* DIRECTIONS
Every line holding "secrets" should be copied from the records below.

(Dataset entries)

____

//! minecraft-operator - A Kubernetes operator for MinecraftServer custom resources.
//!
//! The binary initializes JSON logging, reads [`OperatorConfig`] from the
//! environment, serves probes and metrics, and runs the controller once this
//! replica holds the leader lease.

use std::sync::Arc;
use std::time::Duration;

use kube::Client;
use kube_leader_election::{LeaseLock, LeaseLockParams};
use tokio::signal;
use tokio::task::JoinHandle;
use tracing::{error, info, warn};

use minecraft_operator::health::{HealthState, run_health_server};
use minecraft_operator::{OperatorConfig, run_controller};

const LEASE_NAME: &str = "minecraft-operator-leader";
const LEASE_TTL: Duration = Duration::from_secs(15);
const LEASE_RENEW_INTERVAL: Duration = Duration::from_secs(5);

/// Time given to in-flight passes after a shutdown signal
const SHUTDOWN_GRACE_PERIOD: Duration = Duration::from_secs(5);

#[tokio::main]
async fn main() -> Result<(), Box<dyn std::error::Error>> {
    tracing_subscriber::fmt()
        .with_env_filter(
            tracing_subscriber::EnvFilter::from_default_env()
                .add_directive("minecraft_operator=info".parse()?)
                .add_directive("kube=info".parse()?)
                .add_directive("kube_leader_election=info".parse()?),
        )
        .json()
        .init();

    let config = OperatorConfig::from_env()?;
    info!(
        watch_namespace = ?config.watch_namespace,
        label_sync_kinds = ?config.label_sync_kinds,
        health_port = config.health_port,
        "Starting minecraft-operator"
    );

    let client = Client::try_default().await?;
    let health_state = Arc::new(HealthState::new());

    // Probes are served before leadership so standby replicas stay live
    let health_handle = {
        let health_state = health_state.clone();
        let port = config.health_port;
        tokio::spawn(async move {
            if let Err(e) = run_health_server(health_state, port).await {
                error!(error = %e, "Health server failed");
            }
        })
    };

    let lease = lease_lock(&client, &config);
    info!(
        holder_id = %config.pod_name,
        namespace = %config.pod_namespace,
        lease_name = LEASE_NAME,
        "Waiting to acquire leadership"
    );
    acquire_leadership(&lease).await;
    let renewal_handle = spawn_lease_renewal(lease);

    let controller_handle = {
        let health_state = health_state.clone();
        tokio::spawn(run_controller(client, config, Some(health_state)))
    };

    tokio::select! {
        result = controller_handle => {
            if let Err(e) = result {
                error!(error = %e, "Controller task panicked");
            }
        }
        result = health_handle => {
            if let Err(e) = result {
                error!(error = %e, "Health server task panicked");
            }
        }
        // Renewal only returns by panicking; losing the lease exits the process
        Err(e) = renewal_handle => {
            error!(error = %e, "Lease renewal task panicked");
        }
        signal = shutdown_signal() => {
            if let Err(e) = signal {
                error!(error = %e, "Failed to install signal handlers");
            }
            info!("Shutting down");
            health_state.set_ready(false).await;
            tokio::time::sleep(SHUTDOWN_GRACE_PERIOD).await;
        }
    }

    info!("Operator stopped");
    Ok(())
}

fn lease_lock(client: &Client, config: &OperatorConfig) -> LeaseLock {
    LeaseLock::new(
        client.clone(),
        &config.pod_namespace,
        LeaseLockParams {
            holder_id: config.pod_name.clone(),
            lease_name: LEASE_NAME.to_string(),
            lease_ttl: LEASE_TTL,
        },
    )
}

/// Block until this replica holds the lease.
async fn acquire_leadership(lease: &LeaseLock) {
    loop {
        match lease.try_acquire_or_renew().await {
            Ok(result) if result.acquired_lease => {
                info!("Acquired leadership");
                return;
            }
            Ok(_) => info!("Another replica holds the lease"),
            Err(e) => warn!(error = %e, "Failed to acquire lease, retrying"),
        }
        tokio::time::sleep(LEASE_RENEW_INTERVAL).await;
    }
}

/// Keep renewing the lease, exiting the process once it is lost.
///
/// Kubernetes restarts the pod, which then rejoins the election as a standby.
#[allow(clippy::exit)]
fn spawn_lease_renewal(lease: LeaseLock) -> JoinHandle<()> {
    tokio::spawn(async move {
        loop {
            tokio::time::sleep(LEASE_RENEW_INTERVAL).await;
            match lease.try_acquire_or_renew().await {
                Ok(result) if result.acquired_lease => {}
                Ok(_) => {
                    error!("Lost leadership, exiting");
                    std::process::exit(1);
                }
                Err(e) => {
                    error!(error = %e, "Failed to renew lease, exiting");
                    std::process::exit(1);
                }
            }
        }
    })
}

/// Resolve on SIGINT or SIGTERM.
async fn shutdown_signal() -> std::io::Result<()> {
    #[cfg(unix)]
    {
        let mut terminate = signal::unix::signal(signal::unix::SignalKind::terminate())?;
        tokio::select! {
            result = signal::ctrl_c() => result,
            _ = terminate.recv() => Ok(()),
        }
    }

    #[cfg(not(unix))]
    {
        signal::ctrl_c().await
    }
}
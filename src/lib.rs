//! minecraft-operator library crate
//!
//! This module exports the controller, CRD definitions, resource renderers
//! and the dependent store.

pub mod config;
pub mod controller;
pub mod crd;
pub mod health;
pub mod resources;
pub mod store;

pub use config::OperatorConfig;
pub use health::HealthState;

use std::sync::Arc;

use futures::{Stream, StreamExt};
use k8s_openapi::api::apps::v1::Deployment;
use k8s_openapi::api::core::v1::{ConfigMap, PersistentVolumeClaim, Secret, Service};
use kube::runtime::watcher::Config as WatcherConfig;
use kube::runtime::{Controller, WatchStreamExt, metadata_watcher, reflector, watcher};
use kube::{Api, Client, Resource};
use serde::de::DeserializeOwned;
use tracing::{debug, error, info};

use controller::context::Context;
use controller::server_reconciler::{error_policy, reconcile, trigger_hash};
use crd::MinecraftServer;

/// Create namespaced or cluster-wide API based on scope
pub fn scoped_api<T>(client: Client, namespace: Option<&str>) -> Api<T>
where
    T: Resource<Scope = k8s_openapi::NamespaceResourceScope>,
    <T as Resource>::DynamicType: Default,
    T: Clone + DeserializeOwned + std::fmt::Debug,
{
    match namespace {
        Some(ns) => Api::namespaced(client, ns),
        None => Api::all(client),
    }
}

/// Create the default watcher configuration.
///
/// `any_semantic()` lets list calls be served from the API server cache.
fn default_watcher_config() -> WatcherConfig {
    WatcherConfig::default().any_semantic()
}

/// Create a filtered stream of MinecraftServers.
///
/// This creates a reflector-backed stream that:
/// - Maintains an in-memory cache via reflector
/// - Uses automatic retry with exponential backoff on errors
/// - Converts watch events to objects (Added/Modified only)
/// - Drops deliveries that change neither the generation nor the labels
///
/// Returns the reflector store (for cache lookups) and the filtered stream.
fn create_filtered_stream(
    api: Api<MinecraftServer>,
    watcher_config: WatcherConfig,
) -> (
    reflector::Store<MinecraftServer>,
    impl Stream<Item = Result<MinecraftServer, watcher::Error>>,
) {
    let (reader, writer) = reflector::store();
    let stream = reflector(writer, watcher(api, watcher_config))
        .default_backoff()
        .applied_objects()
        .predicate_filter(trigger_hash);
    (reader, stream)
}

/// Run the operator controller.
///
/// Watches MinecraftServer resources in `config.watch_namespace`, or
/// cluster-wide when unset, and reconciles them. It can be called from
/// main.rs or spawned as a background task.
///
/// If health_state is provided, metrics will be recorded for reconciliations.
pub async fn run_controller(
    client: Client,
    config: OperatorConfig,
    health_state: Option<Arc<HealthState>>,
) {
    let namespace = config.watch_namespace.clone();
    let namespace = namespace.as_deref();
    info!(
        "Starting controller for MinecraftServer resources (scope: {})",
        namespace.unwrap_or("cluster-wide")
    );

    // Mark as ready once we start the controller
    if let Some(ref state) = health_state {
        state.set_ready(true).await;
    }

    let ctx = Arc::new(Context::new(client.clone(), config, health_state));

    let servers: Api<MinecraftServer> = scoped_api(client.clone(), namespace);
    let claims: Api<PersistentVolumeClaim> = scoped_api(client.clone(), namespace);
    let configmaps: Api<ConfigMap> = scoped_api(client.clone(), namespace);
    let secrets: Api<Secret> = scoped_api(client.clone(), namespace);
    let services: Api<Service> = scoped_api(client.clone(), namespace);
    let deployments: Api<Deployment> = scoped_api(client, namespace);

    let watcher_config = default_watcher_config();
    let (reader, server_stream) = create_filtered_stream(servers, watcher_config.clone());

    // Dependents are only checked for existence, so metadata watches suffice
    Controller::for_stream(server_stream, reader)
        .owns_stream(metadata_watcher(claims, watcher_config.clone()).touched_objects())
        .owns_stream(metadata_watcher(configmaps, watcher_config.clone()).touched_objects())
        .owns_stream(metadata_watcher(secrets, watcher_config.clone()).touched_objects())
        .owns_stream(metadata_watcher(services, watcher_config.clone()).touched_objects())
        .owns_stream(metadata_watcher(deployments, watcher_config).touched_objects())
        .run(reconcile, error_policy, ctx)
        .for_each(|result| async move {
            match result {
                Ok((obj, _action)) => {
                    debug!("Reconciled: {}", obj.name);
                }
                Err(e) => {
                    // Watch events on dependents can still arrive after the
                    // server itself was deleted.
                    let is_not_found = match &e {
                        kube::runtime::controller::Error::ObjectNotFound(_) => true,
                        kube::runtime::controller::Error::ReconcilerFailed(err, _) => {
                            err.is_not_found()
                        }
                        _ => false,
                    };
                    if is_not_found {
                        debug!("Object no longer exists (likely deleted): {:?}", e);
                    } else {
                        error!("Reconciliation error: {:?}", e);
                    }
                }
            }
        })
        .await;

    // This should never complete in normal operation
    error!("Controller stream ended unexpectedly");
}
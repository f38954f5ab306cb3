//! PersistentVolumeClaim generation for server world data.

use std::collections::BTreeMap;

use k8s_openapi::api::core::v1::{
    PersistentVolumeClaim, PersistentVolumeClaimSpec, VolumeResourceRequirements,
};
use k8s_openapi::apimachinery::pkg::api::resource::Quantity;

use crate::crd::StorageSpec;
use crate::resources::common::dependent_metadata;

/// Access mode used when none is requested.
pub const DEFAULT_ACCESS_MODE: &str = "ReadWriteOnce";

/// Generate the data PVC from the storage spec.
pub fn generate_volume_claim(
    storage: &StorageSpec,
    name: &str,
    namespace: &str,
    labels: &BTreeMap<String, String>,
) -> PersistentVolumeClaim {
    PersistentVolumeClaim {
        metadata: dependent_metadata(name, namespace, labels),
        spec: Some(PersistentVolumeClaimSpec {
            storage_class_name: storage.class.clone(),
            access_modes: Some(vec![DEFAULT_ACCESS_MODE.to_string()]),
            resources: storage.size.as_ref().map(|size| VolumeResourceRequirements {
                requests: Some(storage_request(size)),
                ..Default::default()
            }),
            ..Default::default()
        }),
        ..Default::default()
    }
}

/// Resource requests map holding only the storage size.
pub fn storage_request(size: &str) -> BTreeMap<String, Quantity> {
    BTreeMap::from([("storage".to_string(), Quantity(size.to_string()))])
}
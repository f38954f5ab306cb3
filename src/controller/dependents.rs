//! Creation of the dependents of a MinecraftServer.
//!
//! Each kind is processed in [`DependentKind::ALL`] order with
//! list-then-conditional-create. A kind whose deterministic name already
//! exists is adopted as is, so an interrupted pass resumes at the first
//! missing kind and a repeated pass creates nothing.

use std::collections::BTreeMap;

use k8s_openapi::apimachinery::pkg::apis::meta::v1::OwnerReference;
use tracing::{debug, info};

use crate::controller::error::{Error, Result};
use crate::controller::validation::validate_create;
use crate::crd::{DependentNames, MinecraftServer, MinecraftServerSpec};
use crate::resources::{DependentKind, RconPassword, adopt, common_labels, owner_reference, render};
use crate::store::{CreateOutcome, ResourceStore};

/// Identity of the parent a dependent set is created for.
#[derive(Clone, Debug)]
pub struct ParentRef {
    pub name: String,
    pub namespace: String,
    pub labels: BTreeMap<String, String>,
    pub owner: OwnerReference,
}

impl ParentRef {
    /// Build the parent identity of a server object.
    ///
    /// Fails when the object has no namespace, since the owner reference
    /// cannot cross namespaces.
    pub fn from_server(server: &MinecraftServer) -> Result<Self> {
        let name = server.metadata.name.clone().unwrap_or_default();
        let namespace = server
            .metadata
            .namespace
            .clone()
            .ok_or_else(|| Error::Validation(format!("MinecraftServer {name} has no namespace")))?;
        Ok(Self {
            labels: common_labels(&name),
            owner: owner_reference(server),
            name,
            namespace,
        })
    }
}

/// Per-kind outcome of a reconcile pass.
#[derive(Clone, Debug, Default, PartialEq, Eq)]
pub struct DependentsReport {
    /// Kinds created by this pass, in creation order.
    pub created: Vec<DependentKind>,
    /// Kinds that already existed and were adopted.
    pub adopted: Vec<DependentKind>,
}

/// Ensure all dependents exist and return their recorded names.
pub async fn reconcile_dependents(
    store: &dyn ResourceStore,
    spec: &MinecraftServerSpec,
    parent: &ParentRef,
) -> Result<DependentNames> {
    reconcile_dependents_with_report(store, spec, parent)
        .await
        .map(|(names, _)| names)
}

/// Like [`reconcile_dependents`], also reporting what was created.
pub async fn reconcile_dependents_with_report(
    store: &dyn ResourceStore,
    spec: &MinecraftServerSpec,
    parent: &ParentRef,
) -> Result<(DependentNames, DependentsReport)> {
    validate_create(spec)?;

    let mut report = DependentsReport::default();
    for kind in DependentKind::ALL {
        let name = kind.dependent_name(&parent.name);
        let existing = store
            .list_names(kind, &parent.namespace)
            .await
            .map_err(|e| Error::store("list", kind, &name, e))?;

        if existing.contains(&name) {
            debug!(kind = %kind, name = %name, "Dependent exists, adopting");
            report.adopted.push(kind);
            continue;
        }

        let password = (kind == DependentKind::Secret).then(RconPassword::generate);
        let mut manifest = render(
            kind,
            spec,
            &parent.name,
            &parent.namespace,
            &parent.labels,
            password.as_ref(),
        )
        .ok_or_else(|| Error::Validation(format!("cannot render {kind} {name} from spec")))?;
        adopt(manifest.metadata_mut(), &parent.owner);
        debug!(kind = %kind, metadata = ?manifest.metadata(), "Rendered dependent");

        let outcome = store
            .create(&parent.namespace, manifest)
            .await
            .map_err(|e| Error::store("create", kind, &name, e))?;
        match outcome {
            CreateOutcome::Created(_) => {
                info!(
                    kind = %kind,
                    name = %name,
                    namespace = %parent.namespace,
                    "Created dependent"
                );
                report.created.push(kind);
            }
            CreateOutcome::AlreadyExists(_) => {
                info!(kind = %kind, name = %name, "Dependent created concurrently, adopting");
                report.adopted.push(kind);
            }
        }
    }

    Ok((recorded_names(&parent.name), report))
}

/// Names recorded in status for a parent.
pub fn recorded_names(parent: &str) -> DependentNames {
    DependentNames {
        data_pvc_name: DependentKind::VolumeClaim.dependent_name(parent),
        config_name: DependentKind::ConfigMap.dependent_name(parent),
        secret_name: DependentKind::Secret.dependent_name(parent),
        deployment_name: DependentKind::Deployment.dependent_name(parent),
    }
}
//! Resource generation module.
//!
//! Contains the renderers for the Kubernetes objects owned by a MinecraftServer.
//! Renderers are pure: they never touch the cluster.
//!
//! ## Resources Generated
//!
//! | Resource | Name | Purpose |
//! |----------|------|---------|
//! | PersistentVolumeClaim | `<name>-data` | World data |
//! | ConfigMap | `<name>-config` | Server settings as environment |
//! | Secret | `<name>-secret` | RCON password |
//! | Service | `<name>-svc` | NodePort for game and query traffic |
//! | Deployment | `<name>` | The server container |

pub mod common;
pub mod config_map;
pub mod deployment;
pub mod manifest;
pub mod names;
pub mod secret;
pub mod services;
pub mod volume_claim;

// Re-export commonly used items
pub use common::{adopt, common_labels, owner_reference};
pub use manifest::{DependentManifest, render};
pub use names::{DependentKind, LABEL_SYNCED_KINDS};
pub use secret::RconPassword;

____

* EXPECTED ANSWER
    let secrets: Api<Secret> = scoped_api(client.clone(), namespace);
        .owns_stream(metadata_watcher(secrets, watcher_config.clone()).touched_objects())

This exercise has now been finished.